[Records from a data source]
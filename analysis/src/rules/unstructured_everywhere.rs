//! K8S052: flags units that lean on `unstructured.Unstructured` pervasively
//! (three or more constructs) while never building a typed client.
//!
//! Unit-count scope: one finding per unit, positioned at the first file.

use async_trait::async_trait;
use tree_sitter::Node;

use kubeaudit_core::{walk, CallTarget, Flow, ScopeFrame, SemanticUnit, TypeTarget, UnitFile, Visitor};

use crate::finding::RuleFinding;
use crate::rules::Rule;
use crate::watchlists::{
    paths, ResolutionTier, TYPED_CLIENT_CONSTRUCTORS, UNSTRUCTURED_OVERUSE_THRESHOLD,
};

#[derive(Debug, Default)]
pub struct UnstructuredEverywhereRule;

impl UnstructuredEverywhereRule {
    pub fn new() -> Self {
        Self
    }
}

struct UnstructuredScan<'t, 'a> {
    file: &'t UnitFile,
    count: &'a mut usize,
    has_typed: &'a mut bool,
}

impl<'t> Visitor<'t> for UnstructuredScan<'t, '_> {
    fn enter(&mut self, node: Node<'t>, _scope: &ScopeFrame) -> Flow {
        match node.kind() {
            "composite_literal" => {
                let is_unstructured = match self.file.resolver().resolve_literal_type(node) {
                    TypeTarget::Resolved(t) => {
                        t.name == "Unstructured" && t.package == paths::UNSTRUCTURED
                    }
                    TypeTarget::Named { qualifier, name } => {
                        qualifier.as_deref() == Some("unstructured") && name == "Unstructured"
                    }
                    TypeTarget::Unknown => false,
                };
                if is_unstructured {
                    *self.count += 1;
                }
            }
            "call_expression" => {
                let target = self.file.resolver().resolve_call_target(node);
                if TYPED_CLIENT_CONSTRUCTORS.matches(&target, ResolutionTier::Precise) {
                    *self.has_typed = true;
                } else if let CallTarget::Resolved(sym) = &target {
                    if sym.package == paths::UNSTRUCTURED && sym.name.contains("Unstructured") {
                        *self.count += 1;
                    }
                }
            }
            _ => {}
        }
        Flow::Continue
    }
}

#[async_trait]
impl Rule for UnstructuredEverywhereRule {
    fn id(&self) -> &'static str {
        "K8S052"
    }

    fn title(&self) -> &'static str {
        "Unstructured everywhere"
    }

    fn suggestion(&self) -> &'static str {
        "Prefer typed objects for performance and safety"
    }

    async fn evaluate(&self, unit: &SemanticUnit) -> Vec<RuleFinding> {
        let mut count = 0usize;
        let mut has_typed = false;
        for file in &unit.files {
            let mut visitor = UnstructuredScan {
                file,
                count: &mut count,
                has_typed: &mut has_typed,
            };
            walk(&file.parsed, &mut visitor);
        }
        if count >= UNSTRUCTURED_OVERUSE_THRESHOLD && !has_typed {
            if let Some(first) = unit.files.first() {
                let root = first.root();
                return vec![RuleFinding::at(
                    &first.parsed,
                    &root,
                    format!(
                        "heavy use of unstructured.Unstructured ({count} occurrences); prefer typed clients/objects when possible"
                    ),
                )];
            }
        }
        Vec::new()
    }
}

▶ [Task objective] Copy the entries above exactly, so that each line matches the original.

▶ [Finished task]
filename analysis/src/rules/unstructured_everywhere.rs
//! K8S052: flags units that lean on `unstructured.Unstructured` pervasively
//! (three or more constructs) while never building a typed client.
//!
//! Unit-count scope: one finding per unit, positioned at the first file.

use async_trait::async_trait;
use tree_sitter::Node;

use kubeaudit_core::{walk, CallTarget, Flow, ScopeFrame, SemanticUnit, TypeTarget, UnitFile, Visitor};

use crate::finding::RuleFinding;
use crate::rules::Rule;
use crate::watchlists::{
    paths, ResolutionTier, TYPED_CLIENT_CONSTRUCTORS, UNSTRUCTURED_OVERUSE_THRESHOLD,
};

#[derive(Debug, Default)]
pub struct UnstructuredEverywhereRule;

impl UnstructuredEverywhereRule {
    pub fn new() -> Self {
        Self
    }
}

struct UnstructuredScan<'t, 'a> {
    file: &'t UnitFile,
    count: &'a mut usize,
    has_typed: &'a mut bool,
}

impl<'t> Visitor<'t> for UnstructuredScan<'t, '_> {
    fn enter(&mut self, node: Node<'t>, _scope: &ScopeFrame) -> Flow {
        match node.kind() {
            "composite_literal" => {
                let is_unstructured = match self.file.resolver().resolve_literal_type(node) {
                    TypeTarget::Resolved(t) => {
                        t.name == "Unstructured" && t.package == paths::UNSTRUCTURED
                    }
                    TypeTarget::Named { qualifier, name } => {
                        qualifier.as_deref() == Some("unstructured") && name == "Unstructured"
                    }
                    TypeTarget::Unknown => false,
                };
                if is_unstructured {
                    *self.count += 1;
                }
            }
            "call_expression" => {
                let target = self.file.resolver().resolve_call_target(node);
                if TYPED_CLIENT_CONSTRUCTORS.matches(&target, ResolutionTier::Precise) {
                    *self.has_typed = true;
                } else if let CallTarget::Resolved(sym) = &target {
                    if sym.package == paths::UNSTRUCTURED && sym.name.contains("Unstructured") {
                        *self.count += 1;
                    }
                }
            }
            _ => {}
        }
        Flow::Continue
    }
}

#[async_trait]
impl Rule for UnstructuredEverywhereRule {
    fn id(&self) -> &'static str {
        "K8S052"
    }

    fn title(&self) -> &'static str {
        "Unstructured everywhere"
    }

    fn suggestion(&self) -> &'static str {
        "Prefer typed objects for performance and safety"
    }

    async fn evaluate(&self, unit: &SemanticUnit) -> Vec<RuleFinding> {
        let mut count = 0usize;
        let mut has_typed = false;
        for file in &unit.files {
            let mut visitor = UnstructuredScan {
                file,
                count: &mut count,
                has_typed: &mut has_typed,
            };
            walk(&file.parsed, &mut visitor);
        }
        if count >= UNSTRUCTURED_OVERUSE_THRESHOLD && !has_typed {
            if let Some(first) = unit.files.first() {
                let root = first.root();
                return vec![RuleFinding::at(
                    &first.parsed,
                    &root,
                    format!(
                        "heavy use of unstructured.Unstructured ({count} occurrences); prefer typed clients/objects when possible"
                    ),
                )];
            }
        }
        Vec::new()
    }
}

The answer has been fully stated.